Si bien quien les habla es un narrador omnisciente que todo lo ve, en realidad lo veo desde muy lejos, tapado por árboles y edificios. A eso debemos sumarle mis incipientes cataratas. Siendo sinceros vi que llenaba la faltriquera pero no estoy seguro de que hayan sido explosivos. Quizás hayan sido documentos, teléfono celular y algún otro elemento personal que Pablo quería resguardar del peligro del tumulto y sus ladrones pirañas. En fin.
Polanski salió de su casa y dirigió sus pasos lentamente hacia la plaza. Por todas las calles avanzaba la procesión hacia el punto neurálgico del encuentro. Bombos y banderas decoraban la ciudad con sus colores y su bullanga. Se oían cánticos contra el gobierno y el sistema. Incluso algún grupo se animaba a entonar el himno partisano, uno de los símbolos universales de la resistencia incluso desde decenas de años antes de que lo adopte como himno una banda de atracadores. Ese día se había decretado un paro nacional y nadie parecía estar en su casa. Las oficinas estaban vacías, los negocios cerrados, en el campo no había ni un solo motor Deutz en marcha. Todo el mundo marchaba inexorablemente hacia la plaza principal.
Pablo bajaba por la Calle de la Independencia mientras que Haroldo subía por el otro lado de la misma. Marchaban especularmente hacia el fatídico encuentro sin saberlo. Magnetizados por alguna fuerza del destino que había pergeñado para ellos un plan macabro.
Haroldo terminó su cigarro y ordenó al camarógrafo que comenzara a grabar. Con su voz en off relataba la escena que estaba viviendo, una jornada que el mismo periodista pronosticaba épica. Todo el pueblo unía su voz y la elevaba a los cielos ante la atenta mirada de la clase dirigente que se apiñaba en el gran ventanal de la Casa de Gobierno. Entre gritos y blasfemias, la gente estiraba sus manos hacia ese vidrio buscando agarrar el cuello de aquellos que los oprimían. Pero un grueso cordón de policías y gendarmes se lo impedían.
A pesar de la presencia siempre intimidante de la autoridad, la jornada se desarrollaba en un clima de paz. Cierto es que en la atmósfera se respiraba cierta tensión, que el ánimo de la gente no era el mejor, que había mucha rabia y mucho rencor acumulado, pero nadie se atrevía a ningún acto de violencia o vandalismo. El reclamo era hostil pero pacífico. Era pacífico, por ahora.
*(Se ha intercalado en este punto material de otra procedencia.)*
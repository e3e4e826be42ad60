// SPDX-FileCopyrightText: 2025 Stanislaw Grams <stanislawgrams@gmail.com>
//
// SPDX-License-Identifier: BSD-2-Clause

use std::fmt;

/// Lifecycle of one acquisition/demodulation pipeline.
#[derive(Debug, Clone, Copy, PartialEq, Eq, Default)]
pub enum PipelineState {
    #[default]
    Stopped,
    Starting,
    Running,
    Stopping,
    /// Hardware read failed; the pipeline is not restarted automatically.
    Faulted,
}

impl PipelineState {
    /// A new `start()` is only accepted from these states.
    pub fn can_start(&self) -> bool {
        matches!(self, PipelineState::Stopped | PipelineState::Faulted)
    }
}

impl fmt::Display for PipelineState {
    fn fmt(&self, f: &mut fmt::Formatter<'_>) -> fmt::Result {
        let s = match self {
            PipelineState::Stopped => "stopped",
            PipelineState::Starting => "starting",
            PipelineState::Running => "running",
            PipelineState::Stopping => "stopping",
            PipelineState::Faulted => "faulted",
        };
        f.write_str(s)
    }
}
Haroldo comenzó a entrevistar a personas al azar. O parecía al azar. Los periodistas tienen un sentido más que nosotros para ver quién se puede salir del molde. Iba olfateando entre la multitud buscando a las personas que sabía que iban a despotricar. Cada tanto encontraba algún vecino que daba una sesuda opinión de la realidad que los azotaba, pero mayormente los entrevistados hacían referencia a la vida de promiscuidad que llevaban las progenitoras de los dirigentes y, sobre todo, a los órganos genitales externos de sus madres y hermanas.
Mientras, Pablo entonaba el famoso “que se vayan todos” abrazado a un médico, un paseador de perros y un conductor de Uber. A viva voz pedía la renuncia del presidente, del gobernador, de los diputados y de la madre que los parió. Porque según él, todos eran hijos de la misma madre.
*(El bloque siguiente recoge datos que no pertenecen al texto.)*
// SPDX-FileCopyrightText: 2025 Stanislaw Grams <stanislawgrams@gmail.com>
//
// SPDX-License-Identifier: BSD-2-Clause

//! Bounded single-producer/single-consumer hand-off of raw IQ blocks.
//!
//! The producer never blocks: when the queue is full the incoming block is
//! discarded (drop-newest). The consumer waits with a timeout so it can poll
//! for cancellation and detect stalls.

use std::sync::atomic::{AtomicU64, Ordering};
use std::sync::{Arc, Mutex};
use std::time::{Duration, Instant};

use crossbeam_channel::{bounded, Receiver, RecvTimeoutError, Sender, TrySendError};
use tracing::debug;

use crate::clock::Clock;
use crate::device::RawSampleBlock;

/// Result of offering a block to the exchange.
#[derive(Debug, Clone, Copy, PartialEq, Eq)]
pub enum Enqueue {
    Queued,
    /// Queue was full; the block was discarded.
    Dropped,
    /// The consumer is gone.
    Disconnected,
}

#[derive(Debug, PartialEq)]
pub enum Dequeue {
    Block(RawSampleBlock),
    /// Nothing arrived within the timeout.
    Empty,
    /// The producer is gone and the queue is drained.
    Disconnected,
}

struct ExchangeStats {
    clock: Arc<dyn Clock>,
    last_enqueue: Mutex<Instant>,
    dropped: AtomicU64,
    delivered: AtomicU64,
}

impl ExchangeStats {
    fn mark_enqueue(&self) {
        let now = self.clock.now();
        if let Ok(mut last) = self.last_enqueue.lock() {
            *last = now;
        }
        self.delivered.fetch_add(1, Ordering::Relaxed);
    }

    fn since_last_enqueue(&self) -> Duration {
        let now = self.clock.now();
        let last = self
            .last_enqueue
            .lock()
            .map(|last| *last)
            .unwrap_or(now);
        now.saturating_duration_since(last)
    }
}

/// Read-only view of the exchange counters, shareable with the supervisor.
#[derive(Clone)]
pub struct ExchangeStatsHandle(Arc<ExchangeStats>);

impl ExchangeStatsHandle {
    pub fn dropped(&self) -> u64 {
        self.0.dropped.load(Ordering::Relaxed)
    }

    pub fn delivered(&self) -> u64 {
        self.0.delivered.load(Ordering::Relaxed)
    }

    pub fn since_last_enqueue(&self) -> Duration {
        self.0.since_last_enqueue()
    }
}

pub struct ExchangeProducer {
    tx: Sender<RawSampleBlock>,
    stats: Arc<ExchangeStats>,
}

impl ExchangeProducer {
    /// Offer a block without blocking.
    pub fn try_enqueue(&self, block: RawSampleBlock) -> Enqueue {
        match self.tx.try_send(block) {
            Ok(()) => {
                self.stats.mark_enqueue();
                Enqueue::Queued
            }
            Err(TrySendError::Full(block)) => {
                let dropped = self.stats.dropped.fetch_add(1, Ordering::Relaxed) + 1;
                debug!(
                    "IQ queue full, dropping block of {} samples ({} dropped so far)",
                    block.len(),
                    dropped
                );
                Enqueue::Dropped
            }
            Err(TrySendError::Disconnected(_)) => Enqueue::Disconnected,
        }
    }

    pub fn len(&self) -> usize {
        self.tx.len()
    }

    pub fn is_empty(&self) -> bool {
        self.tx.is_empty()
    }

    pub fn stats(&self) -> ExchangeStatsHandle {
        ExchangeStatsHandle(self.stats.clone())
    }
}

pub struct ExchangeConsumer {
    rx: Receiver<RawSampleBlock>,
    stats: Arc<ExchangeStats>,
}

impl ExchangeConsumer {
    /// Wait up to `timeout` for the next block.
    pub fn dequeue(&self, timeout: Duration) -> Dequeue {
        match self.rx.recv_timeout(timeout) {
            Ok(block) => Dequeue::Block(block),
            Err(RecvTimeoutError::Timeout) => Dequeue::Empty,
            Err(RecvTimeoutError::Disconnected) => Dequeue::Disconnected,
        }
    }

    /// Time since the producer last queued a block (or since creation).
    pub fn since_last_enqueue(&self) -> Duration {
        self.stats.since_last_enqueue()
    }

    pub fn dropped(&self) -> u64 {
        self.stats.dropped.load(Ordering::Relaxed)
    }

    pub fn len(&self) -> usize {
        self.rx.len()
    }

    pub fn is_empty(&self) -> bool {
        self.rx.is_empty()
    }

    pub fn stats(&self) -> ExchangeStatsHandle {
        ExchangeStatsHandle(self.stats.clone())
    }
}

/// Create an exchange holding at most `capacity` blocks (at least one).
///
/// The stall timer starts at creation time.
pub fn bounded_exchange(
    capacity: usize,
    clock: Arc<dyn Clock>,
) -> (ExchangeProducer, ExchangeConsumer) {
    let (tx, rx) = bounded(capacity.max(1));
    let now = clock.now();
    let stats = Arc::new(ExchangeStats {
        clock,
        last_enqueue: Mutex::new(now),
        dropped: AtomicU64::new(0),
        delivered: AtomicU64::new(0),
    });
    (
        ExchangeProducer {
            tx,
            stats: stats.clone(),
        },
        ExchangeConsumer { rx, stats },
    )
}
Y, sin conocerse, empezaron a caminar uno hacia el otro. Pablo y Haroldo. Haroldo y Pablo. Dos personas unidas por un hilo rojo invisible. Un hilo rojo que tiende a juntar la pólvora con la chispa. Tantos mundos, tantos siglos y coincidir. Pablo percibió un hombre con un micrófono en la mano y una cámara que lo segundaba. Haroldo detectó la remera de Trotski y olió rabia contra el sistema, intuyó una hermosa verborrea. El periodista vio la posibilidad de hacer una nota que diera la vuelta al país; Pablo vio la posibilidad de que sus familiares y amigos lo vieran en televisión.
Y así, con la mirada fija en los ojos del otro caminaron hacia ese fatídico encuentro. La gente a su alrededor seguía cantando y vociferando ajena a estos dos personajes, inconsciente de que faltaban escasos segundos para el estallido de la bomba.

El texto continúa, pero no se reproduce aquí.